CCS mainly affects the stomach and colon, but can affect other areas of the digestive tract.[ Gastric polyps and colon polyps often coexist. Polyps are usually nodular, or of irregular shape, differ in size, and are widely distributed. There is not one characteristic pathological type of CCS. However, 4 histological types of polyps are found in CCS patients: hyperplastic, tubular adenoma, juvenile, and inflammatory. It has been reported that about 12.5% polyps undergo malignant transformation,[ highlighting the need to closely monitor these patients. The tumor markers CEA, CA125 are not particularly reliable, but can indicate occurrence, recurrence or metastasis of malignant tumors.[

This patient was diagnosed with colon cancer 3 years after CCS diagnosis. It is possible that within this time, a CCS polyp underwent malignant transformation. However, given the size of the malignant tumor at the time of discovery, it seems more likely that a malignant polyp was present, but undetected at CCS diagnosis.
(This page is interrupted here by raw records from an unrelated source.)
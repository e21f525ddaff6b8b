use super::types::{AnimationStyle, AssColor, BorderStyle, StyleSpec};
use std::collections::BTreeMap;

/// Distinct, readable colors assigned to auto-detected speakers, in
/// assignment order. More speakers than entries cycle the palette so output
/// stays deterministic.
pub const SPEAKER_PALETTE: [AssColor; 10] = [
    AssColor::rgb(0xFF, 0x00, 0x00), // red
    AssColor::rgb(0x00, 0xFF, 0x00), // green
    AssColor::rgb(0x00, 0x00, 0xFF), // blue
    AssColor::rgb(0xFF, 0xFF, 0x00), // yellow
    AssColor::rgb(0xFF, 0x00, 0xFF), // magenta
    AssColor::rgb(0x00, 0xFF, 0xFF), // cyan
    AssColor::rgb(0xFF, 0x80, 0x40), // orange
    AssColor::rgb(0xFF, 0x00, 0x80), // purple
    AssColor::rgb(0x80, 0xFF, 0x00), // lime
    AssColor::rgb(0x00, 0x80, 0xFF), // pink
];

/// Build per-speaker styles for a list of detected speaker ids.
///
/// Slightly larger bold text with a thicker outline than the default style,
/// each speaker in its own palette color.
pub fn auto_speaker_styles(speakers: &[String]) -> BTreeMap<String, StyleSpec> {
    speakers
        .iter()
        .enumerate()
        .map(|(i, id)| {
            let style = StyleSpec {
                font_size: 32,
                bold: true,
                outline_width: 3.0,
                primary_color: SPEAKER_PALETTE[i % SPEAKER_PALETTE.len()],
                ..StyleSpec::default()
            };
            (id.clone(), style)
        })
        .collect()
}

/// Names of the built-in presets.
pub fn preset_names() -> &'static [&'static str] {
    &[
        "tiktok_classic",
        "youtube_viral",
        "instagram_reel",
        "podcast_clean",
        "gaming_streamer",
        "minimalist",
        "news_documentary",
        "retro_vintage",
    ]
}

/// Look up a named preset style.
pub fn preset_style(name: &str) -> Option<StyleSpec> {
    let base = StyleSpec::default();

    let style = match name {
        // Bold Impact with a black outline
        "tiktok_classic" => StyleSpec {
            font_family: "Impact".to_string(),
            font_size: 48,
            bold: true,
            all_caps: true,
            outline_width: 3.0,
            ..base
        },
        // Eye-catching yellow text
        "youtube_viral" => StyleSpec {
            font_family: "Arial Black".to_string(),
            font_size: 48,
            bold: true,
            all_caps: true,
            primary_color: AssColor::YELLOW,
            outline_width: 3.0,
            ..base
        },
        // Soft wide outline standing in for a glow
        "instagram_reel" => StyleSpec {
            font_family: "Montserrat Black".to_string(),
            font_size: 44,
            bold: true,
            outline_width: 4.0,
            shadow_distance: 0.0,
            animation: AnimationStyle::FadeIn,
            fade_in_duration: 0.2,
            fade_out_duration: 0.2,
            ..base
        },
        // Clean and readable for long-form content
        "podcast_clean" => StyleSpec {
            font_family: "Arial".to_string(),
            font_size: 36,
            ..base
        },
        "gaming_streamer" => StyleSpec {
            font_family: "Bebas Neue".to_string(),
            font_size: 50,
            bold: true,
            all_caps: true,
            primary_color: AssColor::rgb(0x80, 0xFF, 0x00),
            outline_width: 3.0,
            ..base
        },
        "minimalist" => StyleSpec {
            font_family: "Helvetica".to_string(),
            font_size: 32,
            outline_width: 1.0,
            shadow_distance: 0.0,
            ..base
        },
        // Opaque background box behind the text
        "news_documentary" => StyleSpec {
            font_family: "Arial".to_string(),
            font_size: 34,
            border_style: BorderStyle::OpaqueBox,
            background_color: AssColor::argb(0x80, 0x00, 0x00, 0x00),
            shadow_distance: 0.0,
            ..base
        },
        "retro_vintage" => StyleSpec {
            font_family: "Oswald".to_string(),
            font_size: 42,
            italic: true,
            primary_color: AssColor::rgb(0xFF, 0x80, 0x40),
            ..base
        },
        _ => return None,
    };

    Some(style)
}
Progressive alopecia is one of the most characteristic dermatological manifestations of CCS. Progressive alopecia involves telogen effluvium, potentially resulting from shrinkage or atrophy of hair follicles. The histopathological findings are compatible with acute nonscarring alopecia, triggered by malnutrition, in CCS. Watanabe–Okada et al[ found that conversion from hair growth to arrest took place at quite an early stage of CCS, before hair loss was noticed.
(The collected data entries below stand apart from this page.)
impl<S: CounterStore> RateLimiter<S> {
    /// Create a rate limiter counting in `store`.
    pub fn new(store: Arc<S>) -> Self {
        Self { store }
    }

    /// Get the underlying store.
    pub fn store(&self) -> &Arc<S> {
        &self.store
    }

    /// Count a request against `policy` and decide whether it may proceed.
    pub async fn check<R: RequestIdentity + ?Sized>(
        &self,
        request: &R,
        policy: &Policy,
    ) -> Result<Decision> {
        let key = policy.mode().derive_key(request, policy.scope())?;

        trace!(
            key = %key,
            mode = %policy.mode(),
            limit = policy.max_requests(),
            "Checking rate limit"
        );

        let decision = match self.read(&key).await? {
            None => {
                self.write(&key, 1, policy).await?;
                debug!(key = %key, window = ?policy.window(), "Started new counter");
                Decision::Allowed { count: 1 }
            }
            Some(count) if count >= policy.max_requests() => {
                debug!(
                    key = %key,
                    count = count,
                    limit = policy.max_requests(),
                    "Rate limit exceeded"
                );
                Decision::Denied {
                    count,
                    redirect_target: policy.redirect_target().map(str::to_owned),
                }
            }
            Some(count) => {
                let count = count + 1;
                self.write(&key, count, policy).await?;
                Decision::Allowed { count }
            }
        };

        Ok(decision)
    }

    /// Run `operation` with `request` if the policy admits it.
    ///
    /// The quota is consumed before the operation starts and is not returned
    /// if the operation fails or is cancelled.
    pub async fn check_and_run<R, F, Fut, T>(
        &self,
        request: R,
        policy: &Policy,
        operation: F,
    ) -> Result<Outcome<T>>
    where
        R: RequestIdentity,
        F: FnOnce(R) -> Fut,
        Fut: Future<Output = T>,
    {
        let decision = self.check(&request, policy).await?;
        match decision {
            Decision::Allowed { .. } => Ok(Outcome::Allowed(operation(request).await)),
            Decision::Denied {
                redirect_target, ..
            } => Ok(Outcome::Denied { redirect_target }),
        }
    }

    /// Get the live counter value for the request's bucket without counting.
    pub async fn counter_value<R: RequestIdentity + ?Sized>(
        &self,
        request: &R,
        policy: &Policy,
    ) -> Result<Option<u64>> {
        let key = policy.mode().derive_key(request, policy.scope())?;
        self.read(&key).await
    }

    async fn read(&self, key: &BucketKey) -> Result<Option<u64>> {
        self.store.get(key).await.map_err(|e| {
            warn!(key = %key, error = %e, "Failed to read counter");
            e
        })
    }

    async fn write(&self, key: &BucketKey, count: u64, policy: &Policy) -> Result<()> {
        self.store
            .set_with_ttl(key, count, policy.window())
            .await
            .map_err(|e| {
                warn!(key = %key, error = %e, "Failed to write counter");
                e
            })
    }
}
The goals of CCS treatment include amelioration of diarrhea and weight loss, and improvement of ectodermal lesions. The most commonly used regimens include systemic hormone therapy and surgery. The effectiveness of hormone therapy has not been studied in large-scale trials, but is, nonetheless, the preferred drug regimen.[ After gastric or bowel resection, and endoscopic polypectomies, corticosteroid treatment can provide satisfactory effects. The mechanism by which corticosteroid therapy achieves its beneficial effects may involve decreasing inflammation in the GI tract, and suppressing the autoimmune response.
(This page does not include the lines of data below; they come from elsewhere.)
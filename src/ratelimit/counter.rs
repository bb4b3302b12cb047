//! In-process expiring counter store.

use std::sync::Arc;
use std::time::Duration;

use async_trait::async_trait;
use dashmap::DashMap;
use tokio::task::JoinHandle;
use tokio::time::Instant;
use tracing::{debug, trace};

use super::backend::CounterStore;
use super::key::BucketKey;
use crate::error::Result;

/// Expiry used when `now + ttl` is not representable, roughly 30 years out.
const FAR_FUTURE: Duration = Duration::from_secs(86400 * 365 * 30);

/// A counter value together with the instant it stops being live.
#[derive(Debug, Clone, Copy)]
struct ExpiringCounter {
    value: u64,
    expires_at: Instant,
}

impl ExpiringCounter {
    fn is_expired_at(&self, now: Instant) -> bool {
        now >= self.expires_at
    }
}

/// A [`CounterStore`] backed by a concurrent in-process map.
///
/// Expired counters are invisible to readers as soon as their deadline
/// passes. They are dropped lazily on read, or in bulk by
/// [`MemoryStore::purge_expired`].
#[derive(Debug, Default)]
pub struct MemoryStore {
    counters: DashMap<BucketKey, ExpiringCounter>,
}

impl MemoryStore {
    /// Create an empty store.
    pub fn new() -> Self {
        Self::default()
    }

    /// Remove every expired counter, returning how many were dropped.
    pub fn purge_expired(&self) -> usize {
        let now = Instant::now();
        let mut purged = 0;
        self.counters.retain(|_, counter| {
            let live = !counter.is_expired_at(now);
            if !live {
                purged += 1;
            }
            live
        });
        purged
    }

    /// Time left before the counter for `key` expires.
    ///
    /// Returns `None` if no live counter exists for the key.
    pub fn time_to_live(&self, key: &BucketKey) -> Option<Duration> {
        let now = Instant::now();
        self.counters
            .get(key)
            .filter(|counter| !counter.is_expired_at(now))
            .map(|counter| counter.expires_at - now)
    }

    /// Get the number of stored counters, including expired ones not yet purged.
    pub fn len(&self) -> usize {
        self.counters.len()
    }

    /// Check whether the store holds no counters.
    pub fn is_empty(&self) -> bool {
        self.counters.is_empty()
    }

    /// Clear all counters.
    pub fn clear(&self) {
        self.counters.clear();
    }

    /// Spawn a background task purging expired counters every `period`.
    ///
    /// The task runs until the returned handle is aborted or the runtime
    /// shuts down.
    pub fn spawn_sweeper(self: Arc<Self>, period: Duration) -> JoinHandle<()> {
        tokio::spawn(async move {
            let mut ticker = tokio::time::interval(period);
            ticker.tick().await;
            loop {
                ticker.tick().await;
                let purged = self.purge_expired();
                if purged > 0 {
                    debug!(purged = purged, remaining = self.len(), "Purged expired counters");
                }
            }
        })
    }
}

#[async_trait]
impl CounterStore for MemoryStore {
    async fn get(&self, key: &BucketKey) -> Result<Option<u64>> {
        let now = Instant::now();

        if self
            .counters
            .remove_if(key, |_, counter| counter.is_expired_at(now))
            .is_some()
        {
            trace!(key = %key, "Counter expired");
            return Ok(None);
        }

        Ok(self.counters.get(key).map(|counter| counter.value))
    }

    async fn set_with_ttl(&self, key: &BucketKey, value: u64, ttl: Duration) -> Result<()> {
        let now = Instant::now();
        let expires_at = now.checked_add(ttl).unwrap_or_else(|| now + FAR_FUTURE);
        let counter = ExpiringCounter { value, expires_at };
        self.counters.insert(key.clone(), counter);
        Ok(())
    }
}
Corticosteroid therapy is an important component of CCS therapy, particularly for ANA positive patients. Sweetser et al[ reported that 91% of CCS patients achieved remission, but relapse was common with steroid tapering. However, the corticosteroid doses used in the literature vary significantly, and no standard regimen has been widely adopted. Takakura et al[ initiated CCS therapy with 30 mg prednisolone per day, and recommended the additional use of 1500 mg mesalazine per day as another anti-inflammatory agent. However, a standard dose adjustment protocol for prednisolone in CCS patients has not been established. Whether prednisolone therapy should be continued for life, or pulsed, remains controversial. In addition, some CCS patients who did not respond to steroids are reported to have been successfully treated with cyclosporine and azathioprine.[ Treatment should, therefore, be individualized for each patient according to their symptoms and recorded response to previous therapy.

It should be noted that in the case of corticosteroid treatment, hormone reduction may be associated with the development of tumors. This patient was treated with tapering doses of dexamethasone, and the reduced dexamethasone dose may have contributed to malignant development while symptoms of CCS remained in remission. The patient was under strict surveillance, particularly for GI polyposis, but it remains possible that some lesions were overlooked during colonoscopy. Similar cases have previously been reported.[

Conclusions

CCS is a rare disease in which nonmalignant tumors develop. These tumors have the potential for malignant transformation. CCS appears to be associated with abnormalities of the ectoderm. In addition to hormone therapy, regular follow ups are crucial to ensure early discovery of malignant tumors. Molecular markers for the early detection of malignant transformation could allow less invasive and more cost-effective surveillance of colon cancer, and are urgently sought. Studies with longer-term follow-up observations and larger sample sizes will be required to confirm these observations.